**Task requirements:** Read through the listing, and wherever a line holds the word "filename", return it.

**Task data:**

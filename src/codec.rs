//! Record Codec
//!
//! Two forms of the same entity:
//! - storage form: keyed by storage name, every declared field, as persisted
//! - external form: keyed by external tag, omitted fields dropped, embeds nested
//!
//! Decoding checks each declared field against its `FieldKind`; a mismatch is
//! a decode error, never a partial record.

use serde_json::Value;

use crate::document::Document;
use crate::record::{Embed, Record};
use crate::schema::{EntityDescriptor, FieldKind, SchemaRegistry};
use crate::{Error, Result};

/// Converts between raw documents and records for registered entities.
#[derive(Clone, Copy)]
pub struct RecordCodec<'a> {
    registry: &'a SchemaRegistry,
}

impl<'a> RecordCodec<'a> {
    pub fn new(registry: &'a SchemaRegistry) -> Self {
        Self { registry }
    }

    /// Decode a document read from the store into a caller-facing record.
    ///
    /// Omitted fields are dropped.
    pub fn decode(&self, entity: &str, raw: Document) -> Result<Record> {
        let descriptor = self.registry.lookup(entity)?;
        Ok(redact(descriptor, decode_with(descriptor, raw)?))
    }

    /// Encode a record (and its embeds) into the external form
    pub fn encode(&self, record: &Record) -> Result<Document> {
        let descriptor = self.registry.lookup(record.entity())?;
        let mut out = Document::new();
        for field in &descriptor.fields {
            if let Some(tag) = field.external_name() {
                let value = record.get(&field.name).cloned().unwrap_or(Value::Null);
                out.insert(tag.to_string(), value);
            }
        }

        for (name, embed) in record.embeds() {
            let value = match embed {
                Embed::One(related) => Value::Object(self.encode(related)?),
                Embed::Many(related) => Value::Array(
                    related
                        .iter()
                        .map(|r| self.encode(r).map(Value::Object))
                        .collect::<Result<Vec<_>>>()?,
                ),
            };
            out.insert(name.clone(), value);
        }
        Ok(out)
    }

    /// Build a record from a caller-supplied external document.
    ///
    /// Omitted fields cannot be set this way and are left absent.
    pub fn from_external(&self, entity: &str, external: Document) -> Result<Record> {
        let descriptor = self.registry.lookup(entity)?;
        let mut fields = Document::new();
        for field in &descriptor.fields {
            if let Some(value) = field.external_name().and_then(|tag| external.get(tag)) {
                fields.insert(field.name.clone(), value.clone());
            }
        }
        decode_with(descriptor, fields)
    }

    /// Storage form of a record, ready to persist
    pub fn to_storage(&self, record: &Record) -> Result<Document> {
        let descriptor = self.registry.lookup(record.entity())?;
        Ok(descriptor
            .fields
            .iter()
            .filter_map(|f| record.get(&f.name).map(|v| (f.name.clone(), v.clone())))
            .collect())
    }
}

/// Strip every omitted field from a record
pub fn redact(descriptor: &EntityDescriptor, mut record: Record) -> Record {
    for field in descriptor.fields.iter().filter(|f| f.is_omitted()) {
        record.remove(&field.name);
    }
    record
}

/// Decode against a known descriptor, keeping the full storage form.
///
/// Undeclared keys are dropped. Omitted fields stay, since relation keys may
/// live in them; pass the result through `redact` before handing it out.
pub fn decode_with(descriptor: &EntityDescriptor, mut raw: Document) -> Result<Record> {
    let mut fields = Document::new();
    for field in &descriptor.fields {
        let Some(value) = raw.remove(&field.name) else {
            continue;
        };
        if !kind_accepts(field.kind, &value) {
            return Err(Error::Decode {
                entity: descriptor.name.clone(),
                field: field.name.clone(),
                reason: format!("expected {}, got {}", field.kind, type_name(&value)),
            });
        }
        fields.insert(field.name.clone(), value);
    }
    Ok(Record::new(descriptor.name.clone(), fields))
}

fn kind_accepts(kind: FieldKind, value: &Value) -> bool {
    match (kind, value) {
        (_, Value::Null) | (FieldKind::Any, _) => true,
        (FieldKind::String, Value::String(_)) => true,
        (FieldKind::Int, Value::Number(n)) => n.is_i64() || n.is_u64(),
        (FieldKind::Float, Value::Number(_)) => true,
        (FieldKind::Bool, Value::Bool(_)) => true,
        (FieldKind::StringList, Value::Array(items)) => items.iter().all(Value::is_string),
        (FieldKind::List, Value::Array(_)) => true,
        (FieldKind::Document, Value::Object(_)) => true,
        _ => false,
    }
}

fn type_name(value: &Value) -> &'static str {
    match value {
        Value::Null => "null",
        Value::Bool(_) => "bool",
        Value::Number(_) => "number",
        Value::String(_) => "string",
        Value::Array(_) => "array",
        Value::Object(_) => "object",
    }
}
* * *
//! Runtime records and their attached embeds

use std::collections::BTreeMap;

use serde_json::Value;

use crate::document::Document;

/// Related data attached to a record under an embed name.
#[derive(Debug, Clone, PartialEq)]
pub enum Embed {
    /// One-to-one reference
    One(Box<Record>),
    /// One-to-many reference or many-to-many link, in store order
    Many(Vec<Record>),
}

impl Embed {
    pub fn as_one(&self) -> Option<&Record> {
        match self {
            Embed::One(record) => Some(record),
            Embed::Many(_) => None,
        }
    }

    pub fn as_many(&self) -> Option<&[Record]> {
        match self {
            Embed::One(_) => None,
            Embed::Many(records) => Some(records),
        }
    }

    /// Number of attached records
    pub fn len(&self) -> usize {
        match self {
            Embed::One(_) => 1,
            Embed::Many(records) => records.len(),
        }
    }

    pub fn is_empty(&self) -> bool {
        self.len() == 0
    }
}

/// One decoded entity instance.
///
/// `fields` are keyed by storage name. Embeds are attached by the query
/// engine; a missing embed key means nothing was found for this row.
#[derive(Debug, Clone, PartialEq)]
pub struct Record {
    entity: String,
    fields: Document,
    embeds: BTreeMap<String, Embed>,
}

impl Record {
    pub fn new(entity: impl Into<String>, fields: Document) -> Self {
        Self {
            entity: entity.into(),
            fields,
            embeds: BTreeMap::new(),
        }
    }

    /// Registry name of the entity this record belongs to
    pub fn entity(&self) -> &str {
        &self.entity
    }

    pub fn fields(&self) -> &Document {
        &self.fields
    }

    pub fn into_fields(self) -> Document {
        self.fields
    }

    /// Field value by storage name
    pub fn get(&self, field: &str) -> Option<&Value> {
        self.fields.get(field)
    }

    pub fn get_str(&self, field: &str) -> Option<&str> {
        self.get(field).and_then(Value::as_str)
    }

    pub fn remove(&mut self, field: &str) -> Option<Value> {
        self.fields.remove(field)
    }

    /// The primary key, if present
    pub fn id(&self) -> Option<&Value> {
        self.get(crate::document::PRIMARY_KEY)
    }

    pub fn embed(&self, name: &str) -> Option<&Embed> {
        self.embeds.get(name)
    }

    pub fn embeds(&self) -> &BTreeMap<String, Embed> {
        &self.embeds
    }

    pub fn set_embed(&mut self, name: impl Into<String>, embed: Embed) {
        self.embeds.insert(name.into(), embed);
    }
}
* * *
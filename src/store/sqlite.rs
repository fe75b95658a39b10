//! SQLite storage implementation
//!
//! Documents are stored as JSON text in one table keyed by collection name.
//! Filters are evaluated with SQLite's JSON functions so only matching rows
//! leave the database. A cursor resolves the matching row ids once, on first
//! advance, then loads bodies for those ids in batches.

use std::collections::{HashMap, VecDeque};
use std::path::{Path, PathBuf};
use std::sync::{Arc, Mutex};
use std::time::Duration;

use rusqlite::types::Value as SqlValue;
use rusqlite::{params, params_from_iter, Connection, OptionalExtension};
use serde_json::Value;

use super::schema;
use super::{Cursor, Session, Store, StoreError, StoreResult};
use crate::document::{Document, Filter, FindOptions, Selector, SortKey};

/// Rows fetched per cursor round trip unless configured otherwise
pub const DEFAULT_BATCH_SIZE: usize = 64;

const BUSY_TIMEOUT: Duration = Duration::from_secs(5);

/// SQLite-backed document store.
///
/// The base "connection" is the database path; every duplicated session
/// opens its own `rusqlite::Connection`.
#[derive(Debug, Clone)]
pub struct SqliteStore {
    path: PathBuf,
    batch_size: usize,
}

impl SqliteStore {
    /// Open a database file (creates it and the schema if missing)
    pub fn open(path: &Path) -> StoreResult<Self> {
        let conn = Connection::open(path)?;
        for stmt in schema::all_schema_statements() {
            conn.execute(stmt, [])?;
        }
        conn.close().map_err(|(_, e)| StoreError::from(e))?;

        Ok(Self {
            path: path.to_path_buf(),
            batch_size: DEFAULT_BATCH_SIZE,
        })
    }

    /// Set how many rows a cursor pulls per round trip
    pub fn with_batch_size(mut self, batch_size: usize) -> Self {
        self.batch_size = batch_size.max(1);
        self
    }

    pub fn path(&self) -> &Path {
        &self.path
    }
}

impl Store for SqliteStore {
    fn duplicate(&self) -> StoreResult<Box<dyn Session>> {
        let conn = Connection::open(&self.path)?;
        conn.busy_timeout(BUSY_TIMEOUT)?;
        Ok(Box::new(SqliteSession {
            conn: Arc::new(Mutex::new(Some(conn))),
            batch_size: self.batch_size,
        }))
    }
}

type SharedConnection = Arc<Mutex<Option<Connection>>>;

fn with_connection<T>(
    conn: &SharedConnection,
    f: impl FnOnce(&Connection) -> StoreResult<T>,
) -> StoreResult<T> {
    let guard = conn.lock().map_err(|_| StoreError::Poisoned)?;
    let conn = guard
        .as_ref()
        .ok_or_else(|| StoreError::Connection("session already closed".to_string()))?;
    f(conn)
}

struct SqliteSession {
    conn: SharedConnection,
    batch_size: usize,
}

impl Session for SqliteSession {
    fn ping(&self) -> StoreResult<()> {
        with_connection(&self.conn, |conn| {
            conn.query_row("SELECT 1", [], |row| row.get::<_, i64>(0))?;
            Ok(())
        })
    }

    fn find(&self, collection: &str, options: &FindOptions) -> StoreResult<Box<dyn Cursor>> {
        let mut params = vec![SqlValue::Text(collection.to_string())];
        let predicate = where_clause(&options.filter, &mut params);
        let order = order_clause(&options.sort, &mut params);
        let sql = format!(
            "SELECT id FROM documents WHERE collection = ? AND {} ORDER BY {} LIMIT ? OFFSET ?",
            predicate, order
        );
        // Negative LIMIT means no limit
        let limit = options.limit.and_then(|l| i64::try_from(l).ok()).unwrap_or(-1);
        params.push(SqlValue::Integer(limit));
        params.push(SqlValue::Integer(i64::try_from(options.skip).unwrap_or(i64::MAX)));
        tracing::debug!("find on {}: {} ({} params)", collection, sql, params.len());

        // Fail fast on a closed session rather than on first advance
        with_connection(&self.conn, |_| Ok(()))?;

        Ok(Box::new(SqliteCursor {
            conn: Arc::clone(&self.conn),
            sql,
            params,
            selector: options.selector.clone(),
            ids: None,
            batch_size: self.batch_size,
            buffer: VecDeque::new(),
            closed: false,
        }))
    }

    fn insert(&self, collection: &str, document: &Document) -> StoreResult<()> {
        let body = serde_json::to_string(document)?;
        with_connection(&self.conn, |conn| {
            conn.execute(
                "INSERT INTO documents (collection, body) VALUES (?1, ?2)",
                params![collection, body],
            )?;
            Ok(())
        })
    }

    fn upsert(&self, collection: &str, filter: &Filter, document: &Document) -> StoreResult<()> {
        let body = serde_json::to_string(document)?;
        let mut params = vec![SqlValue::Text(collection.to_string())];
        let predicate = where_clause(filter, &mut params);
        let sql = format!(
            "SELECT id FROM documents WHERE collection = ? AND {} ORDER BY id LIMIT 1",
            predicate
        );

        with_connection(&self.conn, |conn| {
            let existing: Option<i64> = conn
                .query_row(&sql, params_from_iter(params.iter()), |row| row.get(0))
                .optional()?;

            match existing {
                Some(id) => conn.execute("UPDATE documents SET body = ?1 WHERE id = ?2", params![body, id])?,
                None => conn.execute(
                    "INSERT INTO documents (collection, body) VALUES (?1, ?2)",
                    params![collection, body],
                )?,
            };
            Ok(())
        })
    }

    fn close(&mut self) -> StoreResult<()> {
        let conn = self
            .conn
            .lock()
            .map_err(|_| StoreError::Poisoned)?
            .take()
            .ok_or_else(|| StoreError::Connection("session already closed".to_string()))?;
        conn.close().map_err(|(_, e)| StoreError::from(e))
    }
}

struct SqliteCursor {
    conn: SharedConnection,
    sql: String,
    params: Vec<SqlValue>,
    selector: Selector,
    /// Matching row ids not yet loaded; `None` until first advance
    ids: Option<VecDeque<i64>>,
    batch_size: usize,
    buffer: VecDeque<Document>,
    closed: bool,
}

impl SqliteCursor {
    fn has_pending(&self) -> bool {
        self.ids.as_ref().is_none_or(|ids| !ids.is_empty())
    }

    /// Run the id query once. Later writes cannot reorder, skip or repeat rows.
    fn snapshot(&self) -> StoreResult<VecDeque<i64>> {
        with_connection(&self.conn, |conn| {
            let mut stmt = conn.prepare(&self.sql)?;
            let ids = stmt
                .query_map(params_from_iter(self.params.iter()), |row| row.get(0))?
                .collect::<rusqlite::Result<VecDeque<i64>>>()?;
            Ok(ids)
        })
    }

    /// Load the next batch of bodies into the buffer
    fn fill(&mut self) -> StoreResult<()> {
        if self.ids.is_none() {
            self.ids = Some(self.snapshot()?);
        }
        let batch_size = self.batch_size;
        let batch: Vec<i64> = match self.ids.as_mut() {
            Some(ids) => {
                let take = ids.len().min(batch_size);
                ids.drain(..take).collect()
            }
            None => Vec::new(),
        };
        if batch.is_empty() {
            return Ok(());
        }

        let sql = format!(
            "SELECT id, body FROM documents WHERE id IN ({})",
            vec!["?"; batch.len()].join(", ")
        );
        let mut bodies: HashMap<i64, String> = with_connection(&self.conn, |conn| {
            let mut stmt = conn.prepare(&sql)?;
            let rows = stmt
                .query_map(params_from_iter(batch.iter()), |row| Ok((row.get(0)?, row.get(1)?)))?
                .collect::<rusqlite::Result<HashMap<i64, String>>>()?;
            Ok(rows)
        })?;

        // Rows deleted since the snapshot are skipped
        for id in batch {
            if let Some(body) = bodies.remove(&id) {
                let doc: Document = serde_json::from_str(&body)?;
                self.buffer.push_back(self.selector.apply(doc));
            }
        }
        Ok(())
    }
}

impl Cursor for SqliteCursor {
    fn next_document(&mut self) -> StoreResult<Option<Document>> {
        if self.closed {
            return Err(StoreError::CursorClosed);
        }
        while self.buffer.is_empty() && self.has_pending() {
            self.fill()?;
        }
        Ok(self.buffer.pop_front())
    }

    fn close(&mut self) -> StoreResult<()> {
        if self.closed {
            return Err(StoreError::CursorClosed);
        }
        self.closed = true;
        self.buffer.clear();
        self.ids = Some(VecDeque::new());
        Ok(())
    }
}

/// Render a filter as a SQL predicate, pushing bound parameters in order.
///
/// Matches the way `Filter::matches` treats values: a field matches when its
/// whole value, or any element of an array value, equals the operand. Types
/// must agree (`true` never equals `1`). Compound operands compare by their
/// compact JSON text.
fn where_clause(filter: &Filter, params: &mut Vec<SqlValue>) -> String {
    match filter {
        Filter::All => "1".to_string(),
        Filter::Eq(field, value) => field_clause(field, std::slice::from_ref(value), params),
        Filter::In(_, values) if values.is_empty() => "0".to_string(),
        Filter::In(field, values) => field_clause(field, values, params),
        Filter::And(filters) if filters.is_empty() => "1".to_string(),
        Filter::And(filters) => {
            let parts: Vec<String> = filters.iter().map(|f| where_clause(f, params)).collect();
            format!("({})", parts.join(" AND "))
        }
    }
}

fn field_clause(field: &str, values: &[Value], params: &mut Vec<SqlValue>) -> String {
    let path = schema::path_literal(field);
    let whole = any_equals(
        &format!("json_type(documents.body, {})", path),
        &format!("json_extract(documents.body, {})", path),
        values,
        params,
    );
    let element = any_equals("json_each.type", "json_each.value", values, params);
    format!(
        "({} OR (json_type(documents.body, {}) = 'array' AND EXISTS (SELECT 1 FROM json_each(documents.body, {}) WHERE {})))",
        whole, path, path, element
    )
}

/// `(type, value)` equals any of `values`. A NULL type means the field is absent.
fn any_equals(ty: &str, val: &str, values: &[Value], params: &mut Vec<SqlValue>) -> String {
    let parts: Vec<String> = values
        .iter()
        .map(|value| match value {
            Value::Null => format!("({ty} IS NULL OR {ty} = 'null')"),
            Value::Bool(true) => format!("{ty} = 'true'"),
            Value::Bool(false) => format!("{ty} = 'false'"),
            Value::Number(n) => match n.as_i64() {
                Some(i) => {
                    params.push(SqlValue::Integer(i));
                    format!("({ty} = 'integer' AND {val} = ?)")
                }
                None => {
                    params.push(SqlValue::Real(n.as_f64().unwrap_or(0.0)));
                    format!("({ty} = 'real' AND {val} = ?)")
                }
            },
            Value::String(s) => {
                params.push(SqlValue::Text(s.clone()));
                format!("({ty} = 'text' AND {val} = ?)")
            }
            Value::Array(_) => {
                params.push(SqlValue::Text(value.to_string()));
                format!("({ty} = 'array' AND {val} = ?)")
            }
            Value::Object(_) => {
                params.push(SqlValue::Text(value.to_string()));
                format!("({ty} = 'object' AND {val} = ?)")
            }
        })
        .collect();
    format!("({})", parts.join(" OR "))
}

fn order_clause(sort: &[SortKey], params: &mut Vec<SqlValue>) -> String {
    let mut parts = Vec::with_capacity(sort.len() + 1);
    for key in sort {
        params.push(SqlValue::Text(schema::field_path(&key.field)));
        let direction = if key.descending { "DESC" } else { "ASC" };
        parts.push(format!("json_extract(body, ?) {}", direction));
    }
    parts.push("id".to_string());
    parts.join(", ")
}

**Task result:**
filename src/codec.rs
filename src/store/sqlite.rs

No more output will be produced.